The net result is an electricity sector that fosters competition, prioritizes clean energy, and meets long-term demand while keeping costs down.
“You need to have a strong commitment from government and good long-term planning,” said Peter Jørgensen, Vice President for International Relations at “All parties need to be coordinated to ensure the grid is built out correctly.”
Denmark also enjoys the great advantage of having built electricity system interconnectors with neighboring countries decades ago, which in combination with an efficient regional electricity market gives the overall system enormous flexibility.
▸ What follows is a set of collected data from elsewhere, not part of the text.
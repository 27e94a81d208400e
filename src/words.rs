//! Amount-in-words rendering for invoice documents.
//!
//! Ringgit are written out in English words and sen are appended as a
//! numeric fraction, following the cheque convention used on Malaysian
//! invoices: `One Thousand Two Hundred Thirty Four and 56/100 MYR Only`.

use crate::error::{InvoiceError, Result};
use crate::money::Money;
use rust_decimal::prelude::ToPrimitive;
use rust_decimal::Decimal;

/// Largest integer part that can be written in words.
pub const MAX_WORDS_AMOUNT: u64 = 999_999_999;

const ONES: [&str; 10] = [
    "", "One", "Two", "Three", "Four", "Five", "Six", "Seven", "Eight", "Nine",
];

const TEENS: [&str; 10] = [
    "Ten",
    "Eleven",
    "Twelve",
    "Thirteen",
    "Fourteen",
    "Fifteen",
    "Sixteen",
    "Seventeen",
    "Eighteen",
    "Nineteen",
];

// Indices 0 and 1 are never read.
const TENS: [&str; 10] = [
    "", "", "Twenty", "Thirty", "Forty", "Fifty", "Sixty", "Seventy", "Eighty", "Ninety",
];

/// Splits a non-negative amount into its whole part and cents (0-99).
///
/// The amount is rounded half-up to 2 decimal places first, so `1234.5`
/// yields `(1234, 50)` and `0.999` yields `(1, 0)`. Any amount below zero
/// is rejected, including ones that would round to `0.00`.
pub fn decompose(amount: Decimal) -> Result<(u64, u8)> {
    if amount < Decimal::ZERO {
        return Err(InvoiceError::InvalidInput(format!(
            "cannot write negative amount {} in words",
            amount
        )));
    }

    let money = Money::new(amount);
    let value = money.as_decimal();
    let whole = value.trunc();
    let integer_part = whole
        .to_u64()
        .ok_or(InvoiceError::OutOfRange(whole))?;
    let cents_part = ((value - whole) * Decimal::ONE_HUNDRED)
        .to_u8()
        .ok_or_else(|| InvoiceError::InvalidInput(format!("amount {} has invalid cents", money)))?;

    Ok((integer_part, cents_part))
}

/// Writes a whole number between 0 and 999,999,999 in English words.
///
/// # Examples
///
/// ```
/// use invoice_words::words::integer_to_words;
///
/// assert_eq!(integer_to_words(0).unwrap(), "Zero");
/// assert_eq!(integer_to_words(2000).unwrap(), "Two Thousand");
/// assert_eq!(integer_to_words(1_500_000).unwrap(), "One Million Five Hundred Thousand");
/// ```
pub fn integer_to_words(n: u64) -> Result<String> {
    if n > MAX_WORDS_AMOUNT {
        return Err(InvoiceError::OutOfRange(Decimal::from(n)));
    }
    if n == 0 {
        return Ok("Zero".to_string());
    }
    Ok(convert(n).trim().to_string())
}

/// Renders `n` by magnitude band. Zero renders as the empty string so a
/// zero remainder never contributes a stray word or space.
fn convert(n: u64) -> String {
    match n {
        0 => String::new(),
        1..=9 => ONES[n as usize].to_string(),
        10..=19 => TEENS[(n - 10) as usize].to_string(),
        20..=99 => join(TENS[(n / 10) as usize].to_string(), convert(n % 10)),
        100..=999 => join(format!("{} Hundred", ONES[(n / 100) as usize]), convert(n % 100)),
        1_000..=999_999 => join(format!("{} Thousand", convert(n / 1_000)), convert(n % 1_000)),
        _ => join(
            format!("{} Million", convert(n / 1_000_000)),
            convert(n % 1_000_000),
        ),
    }
}

fn join(head: String, tail: String) -> String {
    if tail.is_empty() {
        head
    } else {
        format!("{} {}", head, tail)
    }
}

/// Writes an amount in words without the currency label.
///
/// Cents are appended as a two-digit fraction, e.g. `"Ten and 05/100"`.
pub fn amount_in_words(amount: Decimal) -> Result<String> {
    let (integer_part, cents_part) = decompose(amount)?;

    if integer_part == 0 && cents_part == 0 {
        return Ok("Zero".to_string());
    }

    let words = integer_to_words(integer_part)?;
    if cents_part > 0 {
        Ok(format!("{} and {:02}/100", words, cents_part))
    } else {
        Ok(words)
    }
}

/// Writes the full invoice line: `"{words} {currency} Only"`.
///
/// The currency label is interpolated verbatim.
///
/// # Examples
///
/// ```
/// use std::str::FromStr;
/// use rust_decimal::Decimal;
/// use invoice_words::words_for_amount;
///
/// let total = Decimal::from_str("1234.56").unwrap();
/// assert_eq!(
///     words_for_amount(total, "MYR").unwrap(),
///     "One Thousand Two Hundred Thirty Four and 56/100 MYR Only"
/// );
/// ```
pub fn words_for_amount(amount: Decimal, currency: &str) -> Result<String> {
    let words = amount_in_words(amount)?;
    Ok(format!("{} {} Only", words, currency))
}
Norway—with its huge hydropower and storage capacity—can import and export electricity whenever Denmark has a surplus or is running at a deficit.
Such advantages are hard to replicate, but that does not mean that transitioning to an electricity grid powered to a large extent by solar and wind is out of reach, even for developing countries.  A new ESMAP report, Bringing Variable Renewable Energy Up to Scale, makes clear that with the right planning, policies, and investments, countries can now integrate wind and solar into their power grids at higher levels than previously thought possible. Such investments would include complementary systems such as demand response, reservoir hydro, and energy storage and natural gas-fired power plants to provide on-demand power.  
One of the most heartening aspects of the visit to was that participants clearly saw Denmark’s sophisticated integration and large-scale use of renewable energy as a model with lessons for their countries, not as an anomaly or an experience that could only be replicated by rich countries.  Questions were detailed and specific, covering Denmark’s grid code, how independent power producers are compensated, and price mechanisms in the regional spot market for electricity.  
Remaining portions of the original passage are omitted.